Book/Movie Update
August is over!
Books:
Big Boned - Meg Cabot: The Heather Wells stuff is my least favorite of the Cabot canon, and this one was pretty much the same for me - fun, but still a little draggy. I still think it’s the mystery element more than anything else that hangs me up.
Ultimate X-Men: The Tomorrow People/Return to Weapon X/World Tour/Hellfire and Brimstone/Ultimate War/Return of the King - Mark Millar: I’m enjoying the Ultimate-verse brand of X-Men, but the ages are really skewing me and since I’m actually somewhat familiar with the X-Men (unlike Spidey), a lot of stuff is still throwing me. But yeah, still a good time.
Go-Go Girls of the Apocalypse - Victor Gischler: This book should be in Grindhouse 2. Seriously - anyone with any affinity for trash cinema needs to pick this book up. I really, really wish I had money so I could turn this into a movie myself, it was so damn fun. Seriously, give this one a shot - the most fun I’ve had with an adult book in a while.
Nick and Norah’s Infinite Playlist - Rachel Cohn and David Levithan: I had never read the novel, and with the movie coming out, I had to catch up. It’s a very good read, very interesting and probably more orthodox now given the YA glut we’re experiencing than it was at first publication. My fear, however, is that the movie is going to get it all wrong. All very, very wrong.
The Chris Farley Show - Tom Farley: Interview-style biography of the late Chris Farley. Interesting and sad all rolled into one.
Spindrift - Allan Steele: Fact: I’m a sucker for any decently-well-written “first contact” novel. For whatever reason, that area of science fiction always catches me. This is one of the very good ones - hard enough sci-fi where it’s believable, and a story well done enough where you honestly care when things go down.

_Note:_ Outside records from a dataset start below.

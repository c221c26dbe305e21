use criterion::{criterion_group, criterion_main, Criterion, BenchmarkId, Throughput};
use swap_pool::{Config, SwapQueue, ThreadPool};
use std::collections::VecDeque;
use std::hint::black_box;
use std::sync::atomic::{AtomicUsize, Ordering};
use std::sync::{Arc, Mutex};
use std::thread;

// Benchmark 1: Смена буферов против одного мьютекса
fn bench_queue_vs_single_lock(c: &mut Criterion) {
    let mut group = c.benchmark_group("queue_throughput");

    for size in [100, 1000, 10000] {
        group.throughput(Throughput::Elements(size as u64));

        group.bench_with_input(
            BenchmarkId::new("swap_queue", size),
            &size,
            |b, &size| {
                let queue = SwapQueue::new(size);
                b.iter(|| {
                    for i in 0..size {
                        queue.put(black_box(i));
                    }
                    for _ in 0..size {
                        black_box(queue.get());
                    }
                });
            },
        );

        // Baseline: один мьютекс на обе стороны
        group.bench_with_input(
            BenchmarkId::new("single_mutex", size),
            &size,
            |b, &size| {
                let queue = Mutex::new(VecDeque::new());
                b.iter(|| {
                    for i in 0..size {
                        queue.lock().unwrap().push_back(black_box(i));
                    }
                    for _ in 0..size {
                        black_box(queue.lock().unwrap().pop_front());
                    }
                });
            },
        );
    }

    group.finish();
}

// Benchmark 2: Конкурентные производители против одного потребителя
fn bench_queue_mpmc(c: &mut Criterion) {
    let mut group = c.benchmark_group("queue_mpmc");
    group.sample_size(20);

    let total = 10_000usize;
    group.throughput(Throughput::Elements(total as u64));

    for threads in [1, 2, 4] {
        group.bench_with_input(
            BenchmarkId::new("producers", threads),
            &threads,
            |b, &threads| {
                b.iter(|| {
                    let queue = SwapQueue::new(256);
                    let per_producer = total / threads;
                    thread::scope(|s| {
                        for _ in 0..threads {
                            s.spawn(|| {
                                for i in 0..per_producer {
                                    queue.put(black_box(i));
                                }
                            });
                        }
                        for _ in 0..total {
                            black_box(queue.get());
                        }
                    });
                });
            },
        );
    }

    group.finish();
}

// Benchmark 3: Пропускная способность пула по числу воркеров
fn bench_pool_scaling(c: &mut Criterion) {
    let mut group = c.benchmark_group("pool_scaling");
    group.sample_size(10);

    let tasks = 5_000usize;
    group.throughput(Throughput::Elements(tasks as u64));

    for threads in [2, 4, 8] {
        if threads <= num_cpus::get() * 2 {
            group.bench_with_input(
                BenchmarkId::new("threads", threads),
                &threads,
                |b, &threads| {
                    b.iter(|| {
                        let pool = ThreadPool::new(threads, 512);
                        let counter = Arc::new(AtomicUsize::new(0));
                        for _ in 0..tasks {
                            let counter = Arc::clone(&counter);
                            pool.execute(move || {
                                counter.fetch_add(1, Ordering::Relaxed);
                            });
                        }
                        pool.shutdown();
                        black_box(counter.load(Ordering::Relaxed));
                    });
                },
            );
        }
    }

    group.finish();
}

// Benchmark 4: CPU-bound vs I/O-bound config
fn bench_config_comparison(c: &mut Criterion) {
    let mut group = c.benchmark_group("config_comparison");
    group.sample_size(10);

    let tasks = 5_000usize;
    group.throughput(Throughput::Elements(tasks as u64));

    group.bench_function("cpu_bound", |b| {
        b.iter(|| {
            let pool = ThreadPool::with_config(Config::cpu_bound());
            let counter = Arc::new(AtomicUsize::new(0));
            for i in 0..tasks {
                let counter = Arc::clone(&counter);
                pool.execute(move || {
                    let mut sum = 0u64;
                    for j in 0..100 {
                        sum = sum.wrapping_add(i as u64 * j);
                    }
                    black_box(sum);
                    counter.fetch_add(1, Ordering::Relaxed);
                });
            }
            pool.shutdown();
        });
    });

    group.bench_function("io_bound", |b| {
        b.iter(|| {
            let pool = ThreadPool::with_config(Config::io_bound());
            let counter = Arc::new(AtomicUsize::new(0));
            for i in 0..tasks {
                let counter = Arc::clone(&counter);
                pool.execute(move || {
                    let mut sum = 0u64;
                    for j in 0..100 {
                        sum = sum.wrapping_add(i as u64 * j);
                    }
                    black_box(sum);
                    counter.fetch_add(1, Ordering::Relaxed);
                });
            }
            pool.shutdown();
        });
    });

    group.finish();
}

criterion_group!(
    benches,
    bench_queue_vs_single_lock,
    bench_queue_mpmc,
    bench_pool_scaling,
    bench_config_comparison,
);

criterion_main!(benches);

Rock solid, and I’ve already taken his other books out of the library.
The Alchemyst: The Secrets of the Immortal Nicholas Flamel - Michael Scott: I didn’t think I’d like this kids adventure of an immortal and the elders fighting against evil, but it works. Works surprisingly well.
Prom Dates From Hell - Rosemary Clement-Moore: For a formulaic teen demon-hunting novel, this was a lot of fun. Certainly not groundbreaking, but I struggled to put this one down, so that means something. That’s the basic sign of a good book, right?
It’s Not News, It’s Fark - Drew Curtis: The Fark founder talks about what he’s observed from the news. It’s a good bathroom read - it’s like Fark if Fark was a magazine.
Movies:
Tropic Thunder/Pineapple Express/Hamlet 2: I’m bunching all three of these together because my feeling on them is essentially the same - how, exactly, can you take such great concepts and make them so unfunny. Hamlet 2 was the best of the bunch - it had heart and fun in places the other two lacked - but even then, the film dragged in so many areas. We nearly walked out of Pineapple Express it was so dull, and Tropic Thunder was an immense waste of non-Cruise talent. What happened?!